* _TASK DESCRIPTION_:
Please return every line of the records below that holds the word "BTreeMap".
──────── STUDY MATERIAL ────────
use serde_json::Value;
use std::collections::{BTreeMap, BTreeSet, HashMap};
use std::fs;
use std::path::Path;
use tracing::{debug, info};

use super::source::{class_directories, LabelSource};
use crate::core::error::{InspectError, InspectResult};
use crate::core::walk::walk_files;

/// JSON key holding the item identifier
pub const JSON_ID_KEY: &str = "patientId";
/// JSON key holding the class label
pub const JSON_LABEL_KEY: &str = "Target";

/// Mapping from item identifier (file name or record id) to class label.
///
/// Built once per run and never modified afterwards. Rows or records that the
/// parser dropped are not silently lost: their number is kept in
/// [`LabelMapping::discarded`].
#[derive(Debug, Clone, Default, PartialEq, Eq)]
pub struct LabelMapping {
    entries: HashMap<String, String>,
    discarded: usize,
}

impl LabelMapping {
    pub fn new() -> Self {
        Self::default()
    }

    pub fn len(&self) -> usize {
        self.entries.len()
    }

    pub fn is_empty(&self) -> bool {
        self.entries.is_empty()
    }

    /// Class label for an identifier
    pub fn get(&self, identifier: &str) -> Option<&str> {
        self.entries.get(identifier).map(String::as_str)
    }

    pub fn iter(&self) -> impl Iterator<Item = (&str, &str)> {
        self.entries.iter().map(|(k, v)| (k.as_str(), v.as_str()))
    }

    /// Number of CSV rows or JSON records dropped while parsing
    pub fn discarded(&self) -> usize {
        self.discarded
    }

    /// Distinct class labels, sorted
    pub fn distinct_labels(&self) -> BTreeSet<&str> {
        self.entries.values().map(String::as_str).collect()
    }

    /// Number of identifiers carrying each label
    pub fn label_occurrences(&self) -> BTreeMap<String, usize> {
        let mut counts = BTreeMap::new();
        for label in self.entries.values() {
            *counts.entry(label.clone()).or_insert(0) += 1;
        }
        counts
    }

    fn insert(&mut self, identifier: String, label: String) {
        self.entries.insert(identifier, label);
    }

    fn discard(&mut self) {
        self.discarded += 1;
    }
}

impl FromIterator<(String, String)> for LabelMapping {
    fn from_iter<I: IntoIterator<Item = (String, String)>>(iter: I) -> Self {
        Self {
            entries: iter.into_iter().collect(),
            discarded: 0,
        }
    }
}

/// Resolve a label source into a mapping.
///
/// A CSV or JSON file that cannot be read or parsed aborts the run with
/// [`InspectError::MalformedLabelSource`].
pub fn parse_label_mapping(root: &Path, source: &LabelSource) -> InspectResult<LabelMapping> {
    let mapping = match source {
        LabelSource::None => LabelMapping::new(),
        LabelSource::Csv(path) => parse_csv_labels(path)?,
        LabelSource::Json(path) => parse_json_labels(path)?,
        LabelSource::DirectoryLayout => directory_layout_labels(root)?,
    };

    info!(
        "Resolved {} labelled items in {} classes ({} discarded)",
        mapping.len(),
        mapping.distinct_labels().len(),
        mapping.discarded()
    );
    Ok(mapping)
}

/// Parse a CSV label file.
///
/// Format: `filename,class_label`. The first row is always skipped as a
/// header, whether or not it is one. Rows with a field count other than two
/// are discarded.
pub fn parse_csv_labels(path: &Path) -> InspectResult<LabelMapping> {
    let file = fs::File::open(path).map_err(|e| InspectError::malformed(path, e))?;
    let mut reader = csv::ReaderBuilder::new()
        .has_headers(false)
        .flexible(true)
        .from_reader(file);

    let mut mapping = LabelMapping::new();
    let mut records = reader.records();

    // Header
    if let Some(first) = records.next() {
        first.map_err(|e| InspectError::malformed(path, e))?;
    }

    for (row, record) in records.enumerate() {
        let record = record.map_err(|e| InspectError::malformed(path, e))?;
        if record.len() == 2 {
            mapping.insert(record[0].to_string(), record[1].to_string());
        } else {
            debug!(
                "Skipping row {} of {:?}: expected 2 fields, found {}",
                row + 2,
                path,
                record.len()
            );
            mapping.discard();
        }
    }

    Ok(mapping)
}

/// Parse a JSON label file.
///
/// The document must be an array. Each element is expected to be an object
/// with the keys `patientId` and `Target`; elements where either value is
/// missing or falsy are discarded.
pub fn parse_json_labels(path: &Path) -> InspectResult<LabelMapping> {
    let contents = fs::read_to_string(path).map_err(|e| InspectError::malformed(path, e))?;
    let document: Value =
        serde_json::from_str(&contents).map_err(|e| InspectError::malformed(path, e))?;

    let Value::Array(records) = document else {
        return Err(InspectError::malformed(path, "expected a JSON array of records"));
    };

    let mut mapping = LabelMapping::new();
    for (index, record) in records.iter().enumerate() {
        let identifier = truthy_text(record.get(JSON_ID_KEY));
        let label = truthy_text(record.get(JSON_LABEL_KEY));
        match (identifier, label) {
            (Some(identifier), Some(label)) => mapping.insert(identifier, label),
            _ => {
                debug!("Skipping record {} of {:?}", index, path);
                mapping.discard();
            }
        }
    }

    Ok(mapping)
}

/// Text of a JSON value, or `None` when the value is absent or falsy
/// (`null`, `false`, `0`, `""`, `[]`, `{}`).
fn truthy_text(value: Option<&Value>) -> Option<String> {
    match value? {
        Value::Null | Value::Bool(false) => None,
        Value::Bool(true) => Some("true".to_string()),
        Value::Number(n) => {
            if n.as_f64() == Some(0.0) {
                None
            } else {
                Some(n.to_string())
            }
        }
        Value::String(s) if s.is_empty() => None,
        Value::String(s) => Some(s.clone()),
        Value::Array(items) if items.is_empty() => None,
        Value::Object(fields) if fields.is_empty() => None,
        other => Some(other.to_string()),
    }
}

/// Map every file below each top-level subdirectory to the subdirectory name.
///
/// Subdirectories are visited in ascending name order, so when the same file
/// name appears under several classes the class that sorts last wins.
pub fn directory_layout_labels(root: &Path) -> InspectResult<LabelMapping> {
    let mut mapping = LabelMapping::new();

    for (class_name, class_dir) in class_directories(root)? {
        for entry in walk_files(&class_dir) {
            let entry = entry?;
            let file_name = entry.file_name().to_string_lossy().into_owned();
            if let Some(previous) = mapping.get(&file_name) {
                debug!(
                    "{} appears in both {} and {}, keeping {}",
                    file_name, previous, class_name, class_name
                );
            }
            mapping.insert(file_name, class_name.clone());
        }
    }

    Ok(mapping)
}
────────
──────── STUDY MATERIAL ────────
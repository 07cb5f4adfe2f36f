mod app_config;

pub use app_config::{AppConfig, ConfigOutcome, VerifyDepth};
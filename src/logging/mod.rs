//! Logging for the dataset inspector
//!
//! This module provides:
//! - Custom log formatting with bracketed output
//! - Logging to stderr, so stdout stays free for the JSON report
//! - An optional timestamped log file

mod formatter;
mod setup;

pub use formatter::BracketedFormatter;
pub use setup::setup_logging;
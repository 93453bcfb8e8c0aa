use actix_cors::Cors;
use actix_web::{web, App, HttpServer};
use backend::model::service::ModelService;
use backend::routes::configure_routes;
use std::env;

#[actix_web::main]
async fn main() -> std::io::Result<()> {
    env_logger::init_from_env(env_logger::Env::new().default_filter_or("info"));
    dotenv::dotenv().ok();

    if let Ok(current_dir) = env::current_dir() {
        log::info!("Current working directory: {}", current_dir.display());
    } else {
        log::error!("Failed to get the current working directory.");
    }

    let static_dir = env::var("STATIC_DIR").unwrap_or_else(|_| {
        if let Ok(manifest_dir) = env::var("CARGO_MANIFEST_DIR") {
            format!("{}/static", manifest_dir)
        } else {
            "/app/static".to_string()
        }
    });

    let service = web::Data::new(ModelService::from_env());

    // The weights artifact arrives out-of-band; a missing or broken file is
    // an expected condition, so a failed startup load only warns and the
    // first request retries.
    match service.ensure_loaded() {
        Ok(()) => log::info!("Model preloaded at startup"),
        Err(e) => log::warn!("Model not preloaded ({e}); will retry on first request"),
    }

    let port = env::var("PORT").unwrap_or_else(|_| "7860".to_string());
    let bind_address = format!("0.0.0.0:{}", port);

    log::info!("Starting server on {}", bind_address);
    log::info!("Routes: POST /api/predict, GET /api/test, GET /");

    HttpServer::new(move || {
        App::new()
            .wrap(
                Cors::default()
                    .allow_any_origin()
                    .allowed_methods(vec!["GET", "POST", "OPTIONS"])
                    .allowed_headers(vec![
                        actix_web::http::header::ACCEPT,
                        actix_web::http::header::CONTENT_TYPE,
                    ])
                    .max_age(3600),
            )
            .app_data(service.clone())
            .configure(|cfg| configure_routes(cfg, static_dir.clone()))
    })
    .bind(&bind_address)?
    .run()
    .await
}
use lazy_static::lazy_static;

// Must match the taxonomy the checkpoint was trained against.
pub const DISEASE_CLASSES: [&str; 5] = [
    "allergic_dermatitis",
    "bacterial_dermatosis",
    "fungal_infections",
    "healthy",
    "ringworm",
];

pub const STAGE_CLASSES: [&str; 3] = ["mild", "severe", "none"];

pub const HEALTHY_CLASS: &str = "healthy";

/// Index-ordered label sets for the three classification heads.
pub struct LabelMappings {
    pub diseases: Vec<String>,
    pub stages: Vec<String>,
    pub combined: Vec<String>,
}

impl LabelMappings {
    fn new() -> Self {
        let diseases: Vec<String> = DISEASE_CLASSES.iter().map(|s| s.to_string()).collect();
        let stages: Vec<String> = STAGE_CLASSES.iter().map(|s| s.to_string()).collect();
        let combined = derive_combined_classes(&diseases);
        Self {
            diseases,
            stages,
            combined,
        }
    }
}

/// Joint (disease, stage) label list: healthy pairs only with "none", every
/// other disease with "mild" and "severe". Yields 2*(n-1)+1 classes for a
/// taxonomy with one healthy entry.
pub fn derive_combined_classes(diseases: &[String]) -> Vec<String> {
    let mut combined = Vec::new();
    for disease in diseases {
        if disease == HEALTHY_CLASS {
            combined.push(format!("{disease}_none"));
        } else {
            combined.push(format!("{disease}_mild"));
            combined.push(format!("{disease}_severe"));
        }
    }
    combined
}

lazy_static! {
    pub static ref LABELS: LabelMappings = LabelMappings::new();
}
────────
* _OUTPUT OF THE TASK_:
use std::collections::{BTreeMap, BTreeSet, HashMap};
    pub fn label_occurrences(&self) -> BTreeMap<String, usize> {
        let mut counts = BTreeMap::new();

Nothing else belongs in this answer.